CHICAGO — Digital gut hypnotherapy produced greater improvements in abdominal pain and bowel symptoms in patients with irritable bowel syndrome compared with digital muscle relaxation, according to a study.
“This study shows that gut-targeting hypnotherapy, an FDA-approved digital therapy, improved abdominal pain and bowel habits in about one-third of patients. [of patients] Approximately two-thirds of IBS patients experienced adequate relief of their gastrointestinal symptoms.” William D. Chay, MD, AGAF, FACG, FACP, RFF, H. Marvin Pollard, professor of gastroenterology and chief of the gastroenterology division at the University of Michigan Medicine, told Healio, “GDH delivered via mobile app produced similar improvements to muscle relaxation delivered via mobile app.”
Chey and colleagues conducted a randomized, double-blind, controlled trial at 26 sites in the United States comparing the safety and effectiveness of a self-administered gut-guided hypnosis (GDH) program with digital muscle relaxation in adults with IBS, and published the results at Digestive Disease Week.

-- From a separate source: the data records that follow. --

#[cfg(test)]
mod tests {
    use super::*;
    use crate::model::Relation;
    use crate::solver::BruteForceSolver;

    fn exact() -> ExactAllocator<BruteForceSolver> {
        ExactAllocator::new(BruteForceSolver::new())
    }

    struct FailingSolver;

    impl Solver for FailingSolver {
        fn minimize(&self, _model: &Model) -> Solution {
            Solution::failed(SolveStatus::Error, "timed out")
        }
    }

    struct PanickingSolver;

    impl Solver for PanickingSolver {
        fn minimize(&self, _model: &Model) -> Solution {
            panic!("solver must not be called");
        }
    }

    #[test]
    fn model_shape_for_two_workloads() {
        let topo = CpuTopology::build(4, 1).unwrap();
        let f = Formulation::build(&topo, &[2, 2], &CostWeights::default(), None);
        // 8 x + 2 y + 4 h + 1 e.
        assert_eq!(f.model.variables().len(), 15);
        let demand = f
            .model
            .constraints()
            .iter()
            .filter(|c| c.relation == Relation::Eq)
            .count();
        assert_eq!(demand, 2);
    }

    #[test]
    fn zero_requests_get_no_variables() {
        let topo = CpuTopology::build(4, 1).unwrap();
        let f = Formulation::build(&topo, &[0, 2, 0], &CostWeights::default(), None);
        assert!(f.assign[0].is_none());
        assert!(f.assign[2].is_none());
        assert!(!f.is_trivial());

        let f = Formulation::build(&topo, &[0, 0], &CostWeights::default(), None);
        assert!(f.is_trivial());
    }

    #[test]
    fn stability_rewards_previous_threads() {
        let topo = CpuTopology::build(4, 1).unwrap();
        let prev = AllocationMatrix::from_thread_sets(4, vec![vec![2, 3]]).unwrap();
        let f = Formulation::build(&topo, &[2], &CostWeights::default(), Some(&prev));
        let x = |t: usize| f.model.variable(f.assign[0].as_ref().unwrap()[t]).cost;
        assert!(x(2) < 0.0);
        assert!(x(0) > 0.0);
    }

    #[test]
    fn tie_break_total_stays_below_budget() {
        let topo = CpuTopology::build(8, 2).unwrap();
        let weights = CostWeights {
            stability: 0.0,
            ..CostWeights::default()
        };
        let f = Formulation::build(&topo, &[4, 4], &weights, None);
        // Each thread is held at most once; charge it its costliest workload.
        let worst: f64 = (0..8)
            .map(|t| {
                f.assign
                    .iter()
                    .flatten()
                    .map(|column| f.model.variable(column[t]).cost)
                    .fold(0.0, f64::max)
            })
            .sum();
        assert!(worst > 0.0);
        assert!(worst < weights.tie_break);
    }

    #[test]
    fn tie_break_factors_are_descending_primes_above_threads() {
        assert_eq!(tie_break_factors(8, 3), vec![17, 13, 11]);
        assert_eq!(tie_break_factors(4, 1), vec![5]);
        assert!(tie_break_factors(4, 0).is_empty());
    }

    #[test]
    fn tie_break_weights_are_distinct_per_cell() {
        let topo = CpuTopology::build(8, 2).unwrap();
        let weights = CostWeights {
            stability: 0.0,
            ..CostWeights::default()
        };
        let f = Formulation::build(&topo, &[1, 1, 1, 1], &weights, None);
        let cost = |t: usize, j: usize| f.model.variable(f.assign[j].as_ref().unwrap()[t]).cost;

        let mut all: Vec<f64> = (0..8).flat_map(|t| (0..4).map(move |j| (t, j))).map(|(t, j)| cost(t, j)).collect();
        all.sort_by(f64::total_cmp);
        assert!(all.windows(2).all(|w| w[0] < w[1]), "duplicate tie-break weight");

        for j in 0..4 {
            assert!((1..8).all(|t| cost(t, j) > cost(t - 1, j)));
        }
        // Swapping threads 0 and 5 between workloads 1 and 3 costs more.
        assert!(cost(0, 1) + cost(5, 3) < cost(5, 1) + cost(0, 3));
    }

    #[test]
    fn lower_workloads_settle_on_lower_threads() {
        let m = exact().solve(&[1, 1], 4, 1, None).unwrap();
        assert_eq!(m.threads(0), &[0]);
        assert_eq!(m.threads(1), &[1]);
    }

    #[test]
    fn overflowing_requests_are_over_capacity() {
        let err = ExactAllocator::new(PanickingSolver)
            .solve(&[usize::MAX, 1], 4, 1, None)
            .unwrap_err();
        assert!(matches!(err, AllocError::CapacityExceeded { requested: usize::MAX, available: 4 }));
    }

    #[test]
    fn solves_single_core_pairs() {
        let m = exact().solve(&[2, 2], 4, 1, None).unwrap();
        assert_eq!(m.threads(0), &[0, 1]);
        assert_eq!(m.threads(1), &[2, 3]);
    }

    #[test]
    fn all_zero_requests_skip_the_solver() {
        let m = ExactAllocator::new(PanickingSolver)
            .solve(&[0, 0], 4, 1, None)
            .unwrap();
        assert_eq!(m.workloads(), 2);
        assert!(m.threads(0).is_empty());
    }

    #[test]
    fn capacity_checked_before_solver() {
        let err = ExactAllocator::new(PanickingSolver)
            .solve(&[5], 4, 1, None)
            .unwrap_err();
        assert!(matches!(err, AllocError::CapacityExceeded { requested: 5, available: 4 }));
    }

    #[test]
    fn solver_error_becomes_solver_failure() {
        let err = ExactAllocator::new(FailingSolver)
            .solve(&[1], 4, 1, None)
            .unwrap_err();
        assert!(matches!(err, AllocError::SolverFailure(msg) if msg.contains("timed out")));
    }

    #[test]
    fn invalid_weights_rejected() {
        let weights = CostWeights {
            llc_sharing: -5.0,
            ..CostWeights::default()
        };
        let err = exact()
            .with_weights(weights)
            .solve(&[1], 4, 1, None)
            .unwrap_err();
        assert!(matches!(err, AllocError::InvalidWeights(_)));
    }

    #[test]
    fn bogus_solution_is_rejected() {
        let topo = CpuTopology::build(4, 1).unwrap();
        let f = Formulation::build(&topo, &[2], &CostWeights::default(), None);
        let values = vec![0.0; f.model.variables().len()];
        let err = f.decode(&Solution::optimal(values, 0.0)).unwrap_err();
        assert!(matches!(err, AllocError::SolverFailure(_)));
    }
}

They enrolled patients aged 18 to 70 years who met the Rome IV criteria for IBS and reported an average worst daily pain severity score of at least 3 on an 11-point scale during a 4-week run-in period.
The researchers randomly assigned 378 patients to 12 weeks of treatment with either digital gut-guided hypnotherapy according to the North Carolina protocol or digital muscle relaxation using a mobile app, of which 362 were included in the efficacy analysis.

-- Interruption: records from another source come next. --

use std::path::Path;

use warpgrid_cpuset::{CpuPlanner, DefaultSolver, Plan, PlannerConfig, Workload};

pub fn plan(
    config: Option<&Path>,
    workloads: &Path,
    threads: usize,
    sockets: usize,
    previous: Option<&Path>,
    format: &str,
) -> anyhow::Result<()> {
    let config = match config {
        Some(path) => PlannerConfig::from_file(path)?,
        None => PlannerConfig::default(),
    };
    let workloads = read_workloads(workloads)?;
    let previous = match previous {
        Some(path) => Some(read_plan(path)?),
        None => None,
    };

    let planner = CpuPlanner::new(config, DefaultSolver::default());
    let plan = planner.plan(&workloads, threads, sockets, previous.as_ref())?;

    match format {
        "json" => println!("{}", serde_json::to_string_pretty(&plan)?),
        _ => print!("{}", format_plan(&plan)),
    }
    Ok(())
}

pub fn read_workloads(path: &Path) -> anyhow::Result<Vec<Workload>> {
    let content = std::fs::read_to_string(path)?;
    Ok(serde_json::from_str(&content)?)
}

pub fn read_plan(path: &Path) -> anyhow::Result<Plan> {
    let content = std::fs::read_to_string(path)?;
    Ok(serde_json::from_str(&content)?)
}

pub fn format_plan(plan: &Plan) -> String {
    let mut out = format!(
        "allocator: {:?}, {} threads on {} socket(s)\n",
        plan.allocator, plan.total_threads, plan.sockets
    )
    .to_lowercase();
    let width = plan
        .placements
        .iter()
        .map(|p| p.workload_id.len())
        .max()
        .unwrap_or(0);
    for p in &plan.placements {
        let cpus = if p.cpu_list.is_empty() { "-" } else { p.cpu_list.as_str() };
        out.push_str(&format!("  {:<width$}  {cpus}\n", p.workload_id));
    }
    out
}

#[cfg(test)]
mod tests {
    use super::*;
    use warpgrid_cpuset::{AllocatorKind, Placement};

    #[test]
    fn reads_workload_file() {
        let dir = tempfile::tempdir().unwrap();
        let path = dir.path().join("workloads.json");
        std::fs::write(&path, r#"[{"id": "db", "request": 4}, {"id": "web", "request": 2}]"#).unwrap();

        let workloads = read_workloads(&path).unwrap();
        assert_eq!(workloads, vec![Workload::new("db", 4), Workload::new("web", 2)]);
    }

    #[test]
    fn formats_plan_table() {
        let plan = Plan {
            allocator: AllocatorKind::Greedy,
            total_threads: 8,
            sockets: 2,
            placements: vec![
                Placement {
                    workload_id: "db".into(),
                    threads: vec![0, 1, 2, 3],
                    cpu_list: "0-3".into(),
                },
                Placement {
                    workload_id: "idle".into(),
                    threads: vec![],
                    cpu_list: String::new(),
                },
            ],
        };
        assert_eq!(
            format_plan(&plan),
            "allocator: greedy, 8 threads on 2 socket(s)\n  db    0-3\n  idle  -\n"
        );
    }

    #[test]
    fn plan_file_round_trips() {
        let dir = tempfile::tempdir().unwrap();
        let path = dir.path().join("plan.json");
        let plan = Plan {
            allocator: AllocatorKind::Exact,
            total_threads: 4,
            sockets: 1,
            placements: vec![Placement {
                workload_id: "a".into(),
                threads: vec![0, 1],
                cpu_list: "0-1".into(),
            }],
        };
        std::fs::write(&path, serde_json::to_string(&plan).unwrap()).unwrap();
        assert_eq!(read_plan(&path).unwrap(), plan);
    }
}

The primary outcome of interest was a reduction of at least 30% from baseline in mean intensity of abdominal pain 4 weeks after treatment, and secondary outcomes included mean changes from baseline in abdominal pain, stool consistency, and bowel movement frequency.

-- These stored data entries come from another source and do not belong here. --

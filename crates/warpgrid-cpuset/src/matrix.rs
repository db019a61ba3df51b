//! Allocation matrix: which hardware threads belong to which workload.
//!
//! Internally each workload keeps a sorted list of thread ids. The wire
//! form is one boolean vector per workload, indexed by thread id, which is
//! what callers of [`crate::allocate_exact`] and [`crate::allocate_greedy`]
//! exchange.

use std::collections::BTreeSet;

use serde::{Deserialize, Serialize};

use crate::error::{AllocError, AllocResult};

/// Thread sets per workload, pairwise disjoint.
#[derive(Debug, Clone, PartialEq, Eq, Serialize, Deserialize)]
#[serde(try_from = "Vec<Vec<bool>>", into = "Vec<Vec<bool>>")]
pub struct AllocationMatrix {
    total_threads: usize,
    assignments: Vec<Vec<usize>>,
}

impl AllocationMatrix {
    /// An allocation where every workload holds no threads.
    pub fn empty(total_threads: usize, workloads: usize) -> Self {
        Self {
            total_threads,
            assignments: vec![Vec::new(); workloads],
        }
    }

    /// Build from explicit thread sets, one per workload.
    pub fn from_thread_sets(total_threads: usize, sets: Vec<Vec<usize>>) -> AllocResult<Self> {
        let mut owner = vec![None; total_threads];
        let mut assignments = Vec::with_capacity(sets.len());
        for (workload, mut set) in sets.into_iter().enumerate() {
            set.sort_unstable();
            set.dedup();
            for &thread in &set {
                let Some(slot) = owner.get_mut(thread) else {
                    return Err(AllocError::InvalidAllocation(format!(
                        "workload {workload} holds thread {thread} outside 0..{total_threads}"
                    )));
                };
                if let Some(other) = slot.replace(workload) {
                    return Err(AllocError::InvalidAllocation(format!(
                        "thread {thread} assigned to workloads {other} and {workload}"
                    )));
                }
            }
            assignments.push(set);
        }
        Ok(Self {
            total_threads,
            assignments,
        })
    }

    /// Build from boolean vectors (`vectors[j][t]` = thread `t` belongs to
    /// workload `j`).
    ///
    /// The thread count is the longest vector; shorter vectors are read as
    /// padded with `false`.
    pub fn from_bool_vectors(vectors: &[Vec<bool>]) -> AllocResult<Self> {
        let total_threads = vectors.iter().map(Vec::len).max().unwrap_or(0);
        let sets = vectors
            .iter()
            .map(|row| {
                row.iter()
                    .enumerate()
                    .filter_map(|(t, &on)| on.then_some(t))
                    .collect()
            })
            .collect();
        Self::from_thread_sets(total_threads, sets)
    }

    pub fn to_bool_vectors(&self) -> Vec<Vec<bool>> {
        self.to_grid(self.workloads(), self.total_threads)
    }

    /// Boolean grid resized to `workloads × total_threads`.
    ///
    /// Workloads past the end of this matrix come out empty; workloads and
    /// threads beyond the requested shape are dropped.
    pub fn to_grid(&self, workloads: usize, total_threads: usize) -> Vec<Vec<bool>> {
        (0..workloads)
            .map(|j| {
                let mut row = vec![false; total_threads];
                for &t in self.assignments.get(j).map(Vec::as_slice).unwrap_or(&[]) {
                    if let Some(cell) = row.get_mut(t) {
                        *cell = true;
                    }
                }
                row
            })
            .collect()
    }

    pub fn total_threads(&self) -> usize {
        self.total_threads
    }

    pub fn workloads(&self) -> usize {
        self.assignments.len()
    }

    /// Sorted thread ids of `workload` (empty if out of range).
    pub fn threads(&self, workload: usize) -> &[usize] {
        self.assignments
            .get(workload)
            .map(Vec::as_slice)
            .unwrap_or(&[])
    }

    /// Workload holding `thread`, if any.
    pub fn owner_of(&self, thread: usize) -> Option<usize> {
        self.assignments
            .iter()
            .position(|set| set.binary_search(&thread).is_ok())
    }

    /// Threads not held by any workload.
    pub fn free_threads(&self) -> Vec<usize> {
        let used: BTreeSet<usize> = self.assignments.iter().flatten().copied().collect();
        (0..self.total_threads).filter(|t| !used.contains(t)).collect()
    }

    /// Check this matrix against the requests it is supposed to satisfy.
    pub fn validate(&self, requests: &[usize]) -> AllocResult<()> {
        if requests.len() != self.workloads() {
            return Err(AllocError::InvalidAllocation(format!(
                "{} workloads requested, matrix has {}",
                requests.len(),
                self.workloads()
            )));
        }
        for (j, (&want, set)) in requests.iter().zip(&self.assignments).enumerate() {
            if set.len() != want {
                return Err(AllocError::InvalidAllocation(format!(
                    "workload {j} requested {want} threads, holds {}",
                    set.len()
                )));
            }
        }
        // Disjointness and range are re-checked from scratch.
        Self::from_thread_sets(self.total_threads, self.assignments.clone()).map(|_| ())
    }

    /// Linux cpuset list for `workload`, e.g. `"0-3,8,10-11"`.
    pub fn cpu_list(&self, workload: usize) -> String {
        format_cpu_list(self.threads(workload))
    }
}

impl TryFrom<Vec<Vec<bool>>> for AllocationMatrix {
    type Error = AllocError;

    fn try_from(vectors: Vec<Vec<bool>>) -> AllocResult<Self> {
        Self::from_bool_vectors(&vectors)
    }
}

impl From<AllocationMatrix> for Vec<Vec<bool>> {
    fn from(matrix: AllocationMatrix) -> Self {
        matrix.to_bool_vectors()
    }
}

/// Number of differing thread assignments across the workload indices
/// both matrices share.
pub fn diff(a: &AllocationMatrix, b: &AllocationMatrix) -> usize {
    let shared = a.workloads().min(b.workloads());
    (0..shared)
        .map(|j| {
            let left: BTreeSet<usize> = a.threads(j).iter().copied().collect();
            let right: BTreeSet<usize> = b.threads(j).iter().copied().collect();
            left.symmetric_difference(&right).count()
        })
        .sum()
}

/// Render sorted thread ids as a cpuset list (`"0-3,8"`).
pub fn format_cpu_list(threads: &[usize]) -> String {
    let mut parts: Vec<String> = Vec::new();
    let mut iter = threads.iter().copied().peekable();
    while let Some(start) = iter.next() {
        let mut end = start;
        while iter.peek() == Some(&(end + 1)) {
            end += 1;
            iter.next();
        }
        if start == end {
            parts.push(start.to_string());
        } else {
            parts.push(format!("{start}-{end}"));
        }
    }
    parts.join(",")
}

/// Parse a cpuset list (`"0-3,8,10-11"`) into sorted, deduplicated ids.
pub fn parse_cpu_list(s: &str) -> AllocResult<Vec<usize>> {
    let invalid = |part: &str| AllocError::InvalidAllocation(format!("bad cpu list entry {part:?}"));
    let mut cpus = BTreeSet::new();
    for part in s.split(',') {
        let part = part.trim();
        if part.is_empty() {
            continue;
        }
        if let Some((start, end)) = part.split_once('-') {
            let start: usize = start.trim().parse().map_err(|_| invalid(part))?;
            let end: usize = end.trim().parse().map_err(|_| invalid(part))?;
            if start > end {
                return Err(invalid(part));
            }
            cpus.extend(start..=end);
        } else {
            cpus.insert(part.parse().map_err(|_| invalid(part))?);
        }
    }
    Ok(cpus.into_iter().collect())
}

Results showed that 30.4% of patients treated with GDH achieved the primary endpoint compared with 27.1% of patients treated with muscle relaxation, but the difference was not significant ( P = 0.5352).
In addition, more patients in the GDH group had abdominal pain responses during the last 4 weeks of treatment (30.9% vs. 21.5%, P = .0232) and throughout the treatment period (29.3% vs. 18.8%, P = .0254), and stool consistency responses 13 to 16 weeks after treatment were reported in 44.9% of the GDH group compared with 41.3% of the muscle relaxant group. The researchers reported no adverse events in either group.
“This study supports adding evidence-based behavioral health digital therapeutics to the toolbox for people with IBS,” Choi told Healio. “Digital therapeutics may enable us to provide behavioral health services to all patients with IBS.”